By the end of their senior year, students who have been enrolled in the program for two years are able to earn college credits. The program is designed for students interested in going into the culinary arts, hospitality or restaurant-management fields, but it draws a larger group of students.
“We have a large pool of students who aren’t interested in going into the field; students who are in their senior year and are taking it as an exploratory course; students who have maybe filled all their credit requirements and want to take it because they will be getting more of an experience than just sitting in the classroom; students that are curious; and students that just like to eat,” Grommons said.
“I tell them, I understand you don’t want to be a chef or go into the industry, but you’re going to be feeding yourself, your family, so you want to be able to do it hygienically — you don’t want to give anyone food poisoning — and nutritiously.”
Junior Shareay Chavies made gourmet cupcakes for the March 21 luncheon. She doesn’t know if she wants to go into culinary arts, but she is having fun trying it out.
“I wanted to know how to cook more stuff — I got tired of cooking the same stuff at home,” she said. “First, I was scared, and then I started watching (Grommons), and one day, he said we had to do a cooking project, and I looked this recipe up on the Internet, and I did it. They are chocolate cupcakes with white chocolate filling.”
Students like Chavies might make up the majority of the students in the program — students who start off merely curious and end up with an enhanced interest that, in some cases, even leads to careers — but there are always a few students who know exactly why they are there from day one. Students who already know their way around a kitchen and are ready to begin learning the skills that will help them on their way to becoming world-class chefs.
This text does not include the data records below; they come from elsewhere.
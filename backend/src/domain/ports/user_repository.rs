//! Port abstraction for user persistence adapters and their errors.
use async_trait::async_trait;

use crate::domain::{Role, StoredCredential, User, Username};

use super::define_port_error;

define_port_error! {
    /// Persistence errors raised by user repository adapters.
    pub enum UserPersistenceError {
        /// Repository connection could not be established.
        Connection { message: String } => "user repository connection failed: {message}",
        /// Query or mutation failed during execution.
        Query { message: String } => "user repository query failed: {message}",
        /// The store did not answer within the configured budget.
        Timeout { message: String } => "user repository timed out: {message}",
    }
}

#[cfg_attr(test, mockall::automock)]
#[async_trait]
pub trait UserRepository: Send + Sync {
    /// Fetch a user by username.
    async fn find(&self, username: &Username) -> Result<Option<User>, UserPersistenceError>;

    /// Fetch a user together with the stored password hash.
    async fn find_credential(
        &self,
        username: &Username,
    ) -> Result<Option<StoredCredential>, UserPersistenceError>;

    /// Insert a new user. Returns `false` when the username is already taken.
    async fn insert(&self, credential: &StoredCredential) -> Result<bool, UserPersistenceError>;

    /// Delete a user and everything they own. Returns `false` when absent.
    async fn delete(&self, username: &Username) -> Result<bool, UserPersistenceError>;

    /// Users with `role`, ordered by username.
    async fn list_by_role(&self, role: Role) -> Result<Vec<User>, UserPersistenceError>;

    /// Number of users with `role`.
    async fn count_by_role(&self, role: Role) -> Result<u64, UserPersistenceError>;
}
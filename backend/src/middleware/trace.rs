//! Tracing middleware attaching a request-scoped trace identifier.
//!
//! Each request runs inside [`TraceId::scope`] with a fresh UUID, so domain
//! errors and log lines can be correlated with the `trace-id` response
//! header.

use std::task::{Context, Poll};

use actix_web::Error;
use actix_web::dev::{Service, ServiceRequest, ServiceResponse, Transform};
use actix_web::http::header::{HeaderName, HeaderValue};
use futures_util::future::{LocalBoxFuture, Ready, ready};
use tracing::{debug, error};

use crate::domain::{TRACE_ID_HEADER, TraceId};

/// Middleware assigning a [`TraceId`] to every request and echoing it in a
/// `trace-id` response header.
///
/// # Examples
/// ```
/// use actix_web::App;
/// use messpro::Trace;
///
/// let app = App::new().wrap(Trace);
/// ```
#[derive(Clone)]
pub struct Trace;

impl<S, B> Transform<S, ServiceRequest> for Trace
where
    S: Service<ServiceRequest, Response = ServiceResponse<B>, Error = Error> + 'static,
    S::Future: 'static,
    B: 'static,
{
    type Response = ServiceResponse<B>;
    type Error = Error;
    type InitError = ();
    type Transform = TraceMiddleware<S>;
    type Future = Ready<Result<Self::Transform, Self::InitError>>;

    fn new_transform(&self, service: S) -> Self::Future {
        ready(Ok(TraceMiddleware { service }))
    }
}

/// Service wrapper produced by [`Trace`].
pub struct TraceMiddleware<S> {
    service: S,
}

impl<S, B> Service<ServiceRequest> for TraceMiddleware<S>
where
    S: Service<ServiceRequest, Response = ServiceResponse<B>, Error = Error> + 'static,
    S::Future: 'static,
    B: 'static,
{
    type Response = ServiceResponse<B>;
    type Error = Error;
    type Future = LocalBoxFuture<'static, Result<Self::Response, Self::Error>>;

    fn poll_ready(&self, cx: &mut Context<'_>) -> Poll<Result<(), Self::Error>> {
        self.service.poll_ready(cx)
    }

    fn call(&self, req: ServiceRequest) -> Self::Future {
        let trace_id = TraceId::generate();
        let method = req.method().clone();
        let path = req.path().to_owned();
        let fut = TraceId::scope(trace_id, self.service.call(req));
        Box::pin(async move {
            let mut res = fut.await?;
            debug!(
                trace_id = %trace_id,
                %method,
                %path,
                status = res.status().as_u16(),
                "request completed"
            );
            match HeaderValue::from_str(&trace_id.to_string()) {
                Ok(value) => {
                    res.response_mut()
                        .headers_mut()
                        .insert(HeaderName::from_static(TRACE_ID_HEADER), value);
                }
                Err(error) => {
                    error!(%error, trace_id = %trace_id, "failed to encode trace-id header");
                }
            }
            Ok(res)
        })
    }
}
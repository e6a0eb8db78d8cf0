//! Issue submission service.

use std::sync::Arc;

use async_trait::async_trait;
use mockable::Clock;
use serde_json::json;
use tracing::info;

use crate::domain::ports::{IssueCommand, IssueRepository, SubmitIssueRequest, UserRepository};
use crate::domain::service_support::{parse_date, parse_username, today};
use crate::domain::store_errors::{map_issue_error, map_user_error, user_not_found};
use crate::domain::{Error, IssueDraft, IssueValidationError, NewIssue};

fn map_issue_validation_error(err: IssueValidationError) -> Error {
    let (field, code) = match &err {
        IssueValidationError::UnknownKind => ("type", "invalid_issue_type"),
        IssueValidationError::Empty { field } => (*field, "missing_field"),
        IssueValidationError::TooLong { field, .. } => (*field, "too_long"),
    };
    Error::invalid_request(err.to_string()).with_details(json!({ "field": field, "code": code }))
}

/// Service implementing [`IssueCommand`].
#[derive(Clone)]
pub struct IssueService<I, U> {
    issue_repo: Arc<I>,
    user_repo: Arc<U>,
    clock: Arc<dyn Clock>,
}

impl<I, U> IssueService<I, U> {
    /// Create an issue service; `clock` dates undated submissions.
    pub fn new(issue_repo: Arc<I>, user_repo: Arc<U>, clock: Arc<dyn Clock>) -> Self {
        Self {
            issue_repo,
            user_repo,
            clock,
        }
    }
}

#[async_trait]
impl<I, U> IssueCommand for IssueService<I, U>
where
    I: IssueRepository,
    U: UserRepository,
{
    async fn submit_issue(&self, request: SubmitIssueRequest) -> Result<i64, Error> {
        let username = parse_username(&request.username)?;
        let date = match request.date.as_deref() {
            Some(raw) => parse_date("date", raw)?,
            None => today(self.clock.as_ref()),
        };
        let issue = NewIssue::new(
            username,
            date,
            IssueDraft {
                kind: &request.kind,
                category: &request.category,
                subject: &request.subject,
                message: &request.message,
            },
        )
        .map_err(map_issue_validation_error)?;

        if self
            .user_repo
            .find(issue.username())
            .await
            .map_err(map_user_error)?
            .is_none()
        {
            return Err(user_not_found(issue.username().as_ref()));
        }

        let id = self
            .issue_repo
            .insert(&issue)
            .await
            .map_err(map_issue_error)?;
        info!(id, username = %issue.username(), kind = %issue.kind(), "issue submitted");
        Ok(id)
    }
}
Sophomore Mark Brunell is one of those students. He’s been cooking since he was a little kid and soon started dreaming of a future in the industry.
“I’ve been cooking ever since I was seven,” Brunell said. “My dad taught me how to mix muffins, and after just going to restaurants and seeing the capabilities, I wanted to be making my own dishes and be up there with the top chefs.”
In February, Brunell, along with six other students in the program, traveled to Lansing for a statewide culinary competition. Two teams, each made up of two students from Roseville, performed well, but they did not earn a scholarship spot in the top five.
Brunell did not compete; he was there to support the four upperclassmen who did and check it out for next year, when he will compete. For him, the culinary program and the culinary competitions it includes are the center of his high school curriculum and future career.
“I love it,” he said when asked about the course and the study of culinary arts. “Creativity is inspired here. This is an art, and I love it.”